=== Dataset records ===
impl ResponderHandshake {
    /// Rebuild the post-hello state from the gateway's step-2 material.
    pub fn from_step2(
        session_id: impl Into<String>,
        initiator_hello: InitiatorHelloPayload,
        responder_hello: ResponderHelloPayload,
        ephemeral_private: [u8; 32],
        ephemeral_public: [u8; 32],
    ) -> Result<Self> {
        let ephemeral = EphemeralKeyPair::from_secret_bytes(ephemeral_private);
        if ephemeral.public_key_bytes() != ephemeral_public
            || responder_hello.ephemeral_public != ephemeral_public
        {
            return Err(MeshTrustError::Handshake(
                "ephemeral key pair does not match the responder hello".into(),
            ));
        }
        let suite = negotiated_suite(&initiator_hello.cipher_suites, responder_hello.cipher_suite)?;
        Ok(Self {
            session_id: session_id.into(),
            state: HandshakeState::HellosExchanged {
                ephemeral,
                initiator_hello,
                responder_hello,
                suite,
            },
        })
    }

    pub fn session_id(&self) -> &str {
        &self.session_id
    }

    pub fn state_label(&self) -> &'static str {
        self.state.label()
    }

    pub fn generate_handshake_secrets(&mut self) -> Result<()> {
        derive_secrets(&mut self.state, &self.session_id, Role::Responder)
    }

    /// Open and verify the initiator's handshake message against `peer_key`.
    pub fn validate_peer_handshake_message(
        &mut self,
        payload: &HandshakePayload,
        peer_key: &PublicKeyBytes,
    ) -> Result<()> {
        let keys = match std::mem::replace(&mut self.state, HandshakeState::Failed) {
            HandshakeState::SecretsDerived { keys } => keys,
            other => {
                let err = invalid(&other, "PeerValidated");
                self.state = other;
                return Err(err);
            }
        };

        let body: InitiatorHandshakeBody = open_body(
            &payload.sealed,
            &keys,
            keys.secrets.initiator_handshake_key,
            INITIATOR_MESSAGE,
        )?;
        if body.identity_key != *peer_key {
            return Err(MeshTrustError::Handshake(
                "initiator identity key does not match the resolved key".into(),
            ));
        }
        verify_signature(
            peer_key,
            &initiator_signing_input(&keys.transcript, &body.responder_key, &body.group_id),
            &body.signature,
        )?;

        self.state = HandshakeState::PeerValidated {
            keys,
            claims: Some(InitiatorClaims {
                responder_key: body.responder_key,
                group_id: body.group_id,
            }),
        };
        Ok(())
    }

    /// Group the initiator declared, once its handshake message has validated.
    pub fn peer_group_id(&self) -> Option<&str> {
        match &self.state {
            HandshakeState::PeerValidated {
                claims: Some(claims),
                ..
            } => Some(&claims.group_id),
            _ => None,
        }
    }

    /// Produce the sealed, signed responder handshake message.
    pub fn generate_our_handshake_message(
        &mut self,
        our_key: &PublicKeyBytes,
        sign: SignFn<'_>,
    ) -> Result<HandshakePayload> {
        let (keys, claims) = match std::mem::replace(&mut self.state, HandshakeState::Failed) {
            HandshakeState::PeerValidated {
                keys,
                claims: Some(claims),
            } => (keys, claims),
            other => {
                let err = invalid(&other, "OwnMessageSent");
                self.state = other;
                return Err(err);
            }
        };
        if claims.responder_key != *our_key {
            return Err(MeshTrustError::Handshake(
                "initiator addressed a different responder key".into(),
            ));
        }

        let signature = sign(&responder_signing_input(&keys.transcript))?;
        let body = ResponderHandshakeBody {
            identity_key: *our_key,
            signature,
        };
        let sealed = seal_body(&body, &keys, keys.secrets.responder_handshake_key, RESPONDER_MESSAGE)?;

        self.state = HandshakeState::OwnMessageSent { keys };
        Ok(HandshakePayload { sealed })
    }

    /// Hand out the authenticated session. Succeeds exactly once.
    pub fn finish(&mut self) -> Result<AuthenticatedSession> {
        match std::mem::replace(&mut self.state, HandshakeState::Finished) {
            HandshakeState::OwnMessageSent { keys } => Ok(AuthenticatedSession::new(
                self.session_id.clone(),
                keys.secrets.responder_mac_key,
                keys.secrets.initiator_mac_key,
            )),
            other => {
                let err = invalid(&other, "Finished");
                self.state = other;
                Err(err)
            }
        }
    }
}
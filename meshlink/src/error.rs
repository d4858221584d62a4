use meshtrust::MeshTrustError;
use thiserror::Error;

use crate::model::SessionId;

/// Errors that escape the session layer.
///
/// Expected network conditions (unknown session, unresolved key, bad MAC) are
/// logged and dropped inside the orchestrators and never appear here.
#[derive(Debug, Error)]
pub enum SessionError {
    #[error("handshake failed for session {session_id}: {source}")]
    Handshake {
        session_id: SessionId,
        #[source]
        source: MeshTrustError,
    },

    #[error("{message} must not reach the {role} session layer")]
    IllegalMessage {
        role: &'static str,
        message: &'static str,
    },
}

impl SessionError {
    pub(crate) fn handshake(session_id: &SessionId, source: MeshTrustError) -> Self {
        SessionError::Handshake {
            session_id: session_id.clone(),
            source,
        }
    }
}

pub type Result<T> = std::result::Result<T, SessionError>;
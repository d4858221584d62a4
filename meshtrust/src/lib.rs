// MeshTrust - peer authentication protocol engine
//
// Crate root: module declarations and public re-exports.

pub mod error;
pub mod crypto;
pub mod handshake;

// Re-export key types at crate root for convenience.
pub use crypto::aead::CipherSuite;
pub use crypto::keys::{IdentityKeyPair, PublicKeyBytes};
pub use error::{MeshTrustError, Result};
pub use handshake::protocol::{accept_initiator_hello, InitiatorHandshake, ResponderHandshake};
pub use handshake::session::{AuthenticatedSession, Mac};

=== WORK TO BE COMPLETED ===
Look through the entries and find each line that has the string "filename". Copy those lines.

=== YOUR SOLUTION ===
filename meshlink/src/error.rs
filename meshtrust/src/lib.rs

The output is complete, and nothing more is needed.